_Stored data entries:_
■ ■ ■ ■ ■

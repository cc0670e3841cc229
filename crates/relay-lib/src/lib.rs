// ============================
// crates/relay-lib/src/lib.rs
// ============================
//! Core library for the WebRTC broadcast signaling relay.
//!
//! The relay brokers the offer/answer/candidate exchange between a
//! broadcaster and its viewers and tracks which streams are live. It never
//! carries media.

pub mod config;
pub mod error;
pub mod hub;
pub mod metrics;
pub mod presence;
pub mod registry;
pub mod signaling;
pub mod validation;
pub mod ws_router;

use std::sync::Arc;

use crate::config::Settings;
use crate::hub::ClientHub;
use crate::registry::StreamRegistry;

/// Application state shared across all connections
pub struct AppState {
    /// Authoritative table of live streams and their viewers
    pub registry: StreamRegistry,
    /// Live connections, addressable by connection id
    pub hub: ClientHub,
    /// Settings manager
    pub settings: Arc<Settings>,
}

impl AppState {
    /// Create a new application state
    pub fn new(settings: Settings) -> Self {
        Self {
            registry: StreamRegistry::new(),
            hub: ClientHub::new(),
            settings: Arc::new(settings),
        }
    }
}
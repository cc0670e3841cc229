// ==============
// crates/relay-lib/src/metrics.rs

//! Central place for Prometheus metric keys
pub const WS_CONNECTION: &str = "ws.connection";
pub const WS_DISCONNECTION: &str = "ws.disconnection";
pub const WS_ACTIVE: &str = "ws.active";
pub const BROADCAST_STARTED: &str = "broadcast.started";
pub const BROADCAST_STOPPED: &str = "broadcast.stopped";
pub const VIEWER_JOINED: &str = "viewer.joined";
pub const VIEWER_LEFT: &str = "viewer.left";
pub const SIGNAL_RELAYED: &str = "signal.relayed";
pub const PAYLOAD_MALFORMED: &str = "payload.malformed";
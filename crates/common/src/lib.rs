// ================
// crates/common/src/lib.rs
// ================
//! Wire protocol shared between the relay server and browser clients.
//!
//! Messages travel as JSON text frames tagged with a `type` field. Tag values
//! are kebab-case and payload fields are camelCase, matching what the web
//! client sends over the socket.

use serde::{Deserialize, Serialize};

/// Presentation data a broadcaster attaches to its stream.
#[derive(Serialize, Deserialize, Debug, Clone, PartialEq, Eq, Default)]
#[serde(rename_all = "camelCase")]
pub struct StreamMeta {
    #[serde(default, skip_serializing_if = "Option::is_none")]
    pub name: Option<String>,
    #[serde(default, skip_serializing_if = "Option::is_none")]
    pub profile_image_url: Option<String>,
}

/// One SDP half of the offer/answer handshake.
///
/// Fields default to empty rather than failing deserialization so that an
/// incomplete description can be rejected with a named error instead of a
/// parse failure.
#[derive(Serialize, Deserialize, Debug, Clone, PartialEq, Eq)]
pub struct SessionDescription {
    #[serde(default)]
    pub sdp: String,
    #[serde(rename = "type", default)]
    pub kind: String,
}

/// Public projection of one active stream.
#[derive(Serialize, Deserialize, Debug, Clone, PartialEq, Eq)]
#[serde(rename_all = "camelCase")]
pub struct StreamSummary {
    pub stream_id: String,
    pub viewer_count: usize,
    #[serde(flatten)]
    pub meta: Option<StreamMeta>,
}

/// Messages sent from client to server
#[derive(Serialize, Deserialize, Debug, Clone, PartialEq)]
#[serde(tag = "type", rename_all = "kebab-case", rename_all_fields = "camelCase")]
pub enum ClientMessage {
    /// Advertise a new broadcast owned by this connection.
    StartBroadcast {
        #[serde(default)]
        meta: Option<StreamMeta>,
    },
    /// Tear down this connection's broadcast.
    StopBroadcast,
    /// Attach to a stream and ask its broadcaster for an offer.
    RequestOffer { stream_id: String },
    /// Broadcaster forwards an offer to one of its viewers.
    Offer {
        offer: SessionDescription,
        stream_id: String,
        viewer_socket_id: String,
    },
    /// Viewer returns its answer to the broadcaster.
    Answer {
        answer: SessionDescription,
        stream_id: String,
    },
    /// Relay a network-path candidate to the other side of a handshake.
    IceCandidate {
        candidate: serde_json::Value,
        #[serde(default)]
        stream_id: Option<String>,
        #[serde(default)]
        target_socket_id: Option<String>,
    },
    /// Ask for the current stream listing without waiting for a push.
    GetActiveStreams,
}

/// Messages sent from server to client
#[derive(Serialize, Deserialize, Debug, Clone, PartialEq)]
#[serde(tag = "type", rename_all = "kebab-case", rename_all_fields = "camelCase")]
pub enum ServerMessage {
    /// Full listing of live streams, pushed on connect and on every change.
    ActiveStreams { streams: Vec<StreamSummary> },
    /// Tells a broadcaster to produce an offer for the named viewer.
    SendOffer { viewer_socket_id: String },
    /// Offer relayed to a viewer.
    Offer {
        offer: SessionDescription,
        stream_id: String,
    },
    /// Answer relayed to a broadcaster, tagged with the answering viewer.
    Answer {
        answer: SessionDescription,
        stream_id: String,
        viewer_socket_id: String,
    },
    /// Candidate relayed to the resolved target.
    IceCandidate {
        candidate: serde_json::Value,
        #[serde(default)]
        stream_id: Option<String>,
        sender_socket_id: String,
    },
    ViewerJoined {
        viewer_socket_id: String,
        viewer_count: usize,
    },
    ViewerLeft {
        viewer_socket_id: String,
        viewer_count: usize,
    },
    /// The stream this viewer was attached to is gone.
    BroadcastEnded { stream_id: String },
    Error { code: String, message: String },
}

■ ■ ■ ■ ■

In full and without deviation, reproduce the entries above.

repository cc0670e3841cc229
filename crates/relay-lib/src/lib.rs
// ============================
// crates/relay-lib/src/lib.rs
// ============================
//! Core library for the WebRTC broadcast signaling relay.
//!
//! The relay brokers the offer/answer/candidate exchange between a
//! broadcaster and its viewers and tracks which streams are live. It never
//! carries media.

pub mod config;
pub mod error;
pub mod hub;
pub mod metrics;
pub mod presence;
pub mod registry;
pub mod signaling;
pub mod validation;
pub mod ws_router;

use std::sync::Arc;

use crate::config::Settings;
use crate::hub::ClientHub;
use crate::registry::StreamRegistry;

/// Application state shared across all connections
pub struct AppState {
    /// Authoritative table of live streams and their viewers
    pub registry: StreamRegistry,
    /// Live connections, addressable by connection id
    pub hub: ClientHub,
    /// Settings manager
    pub settings: Arc<Settings>,
}

impl AppState {
    /// Create a new application state
    pub fn new(settings: Settings) -> Self {
        Self {
            registry: StreamRegistry::new(),
            hub: ClientHub::new(),
            settings: Arc::new(settings),
        }
    }
}
repository cc0670e3841cc229
// ==============
// crates/relay-lib/src/metrics.rs

//! Central place for Prometheus metric keys
pub const WS_CONNECTION: &str = "ws.connection";
pub const WS_DISCONNECTION: &str = "ws.disconnection";
pub const WS_ACTIVE: &str = "ws.active";
pub const BROADCAST_STARTED: &str = "broadcast.started";
pub const BROADCAST_STOPPED: &str = "broadcast.stopped";
pub const VIEWER_JOINED: &str = "viewer.joined";
pub const VIEWER_LEFT: &str = "viewer.left";
pub const SIGNAL_RELAYED: &str = "signal.relayed";
pub const PAYLOAD_MALFORMED: &str = "payload.malformed";
filename crates/common/src/lib.rs
// ================
// crates/common/src/lib.rs
// ================
//! Wire protocol shared between the relay server and browser clients.
//!
//! Messages travel as JSON text frames tagged with a `type` field. Tag values
//! are kebab-case and payload fields are camelCase, matching what the web
//! client sends over the socket.

use serde::{Deserialize, Serialize};

/// Presentation data a broadcaster attaches to its stream.
#[derive(Serialize, Deserialize, Debug, Clone, PartialEq, Eq, Default)]
#[serde(rename_all = "camelCase")]
pub struct StreamMeta {
    #[serde(default, skip_serializing_if = "Option::is_none")]
    pub name: Option<String>,
    #[serde(default, skip_serializing_if = "Option::is_none")]
    pub profile_image_url: Option<String>,
}

/// One SDP half of the offer/answer handshake.
///
/// Fields default to empty rather than failing deserialization so that an
/// incomplete description can be rejected with a named error instead of a
/// parse failure.
#[derive(Serialize, Deserialize, Debug, Clone, PartialEq, Eq)]
pub struct SessionDescription {
    #[serde(default)]
    pub sdp: String,
    #[serde(rename = "type", default)]
    pub kind: String,
}

/// Public projection of one active stream.
#[derive(Serialize, Deserialize, Debug, Clone, PartialEq, Eq)]
#[serde(rename_all = "camelCase")]
pub struct StreamSummary {
    pub stream_id: String,
    pub viewer_count: usize,
    #[serde(flatten)]
    pub meta: Option<StreamMeta>,
}

/// Messages sent from client to server
#[derive(Serialize, Deserialize, Debug, Clone, PartialEq)]
#[serde(tag = "type", rename_all = "kebab-case", rename_all_fields = "camelCase")]
pub enum ClientMessage {
    /// Advertise a new broadcast owned by this connection.
    StartBroadcast {
        #[serde(default)]
        meta: Option<StreamMeta>,
    },
    /// Tear down this connection's broadcast.
    StopBroadcast,
    /// Attach to a stream and ask its broadcaster for an offer.
    RequestOffer { stream_id: String },
    /// Broadcaster forwards an offer to one of its viewers.
    Offer {
        offer: SessionDescription,
        stream_id: String,
        viewer_socket_id: String,
    },
    /// Viewer returns its answer to the broadcaster.
    Answer {
        answer: SessionDescription,
        stream_id: String,
    },
    /// Relay a network-path candidate to the other side of a handshake.
    IceCandidate {
        candidate: serde_json::Value,
        #[serde(default)]
        stream_id: Option<String>,
        #[serde(default)]
        target_socket_id: Option<String>,
    },
    /// Ask for the current stream listing without waiting for a push.
    GetActiveStreams,
}

/// Messages sent from server to client
#[derive(Serialize, Deserialize, Debug, Clone, PartialEq)]
#[serde(tag = "type", rename_all = "kebab-case", rename_all_fields = "camelCase")]
pub enum ServerMessage {
    /// Full listing of live streams, pushed on connect and on every change.
    ActiveStreams { streams: Vec<StreamSummary> },
    /// Tells a broadcaster to produce an offer for the named viewer.
    SendOffer { viewer_socket_id: String },
    /// Offer relayed to a viewer.
    Offer {
        offer: SessionDescription,
        stream_id: String,
    },
    /// Answer relayed to a broadcaster, tagged with the answering viewer.
    Answer {
        answer: SessionDescription,
        stream_id: String,
        viewer_socket_id: String,
    },
    /// Candidate relayed to the resolved target.
    IceCandidate {
        candidate: serde_json::Value,
        #[serde(default)]
        stream_id: Option<String>,
        sender_socket_id: String,
    },
    ViewerJoined {
        viewer_socket_id: String,
        viewer_count: usize,
    },
    ViewerLeft {
        viewer_socket_id: String,
        viewer_count: usize,
    },
    /// The stream this viewer was attached to is gone.
    BroadcastEnded { stream_id: String },
    Error { code: String, message: String },
}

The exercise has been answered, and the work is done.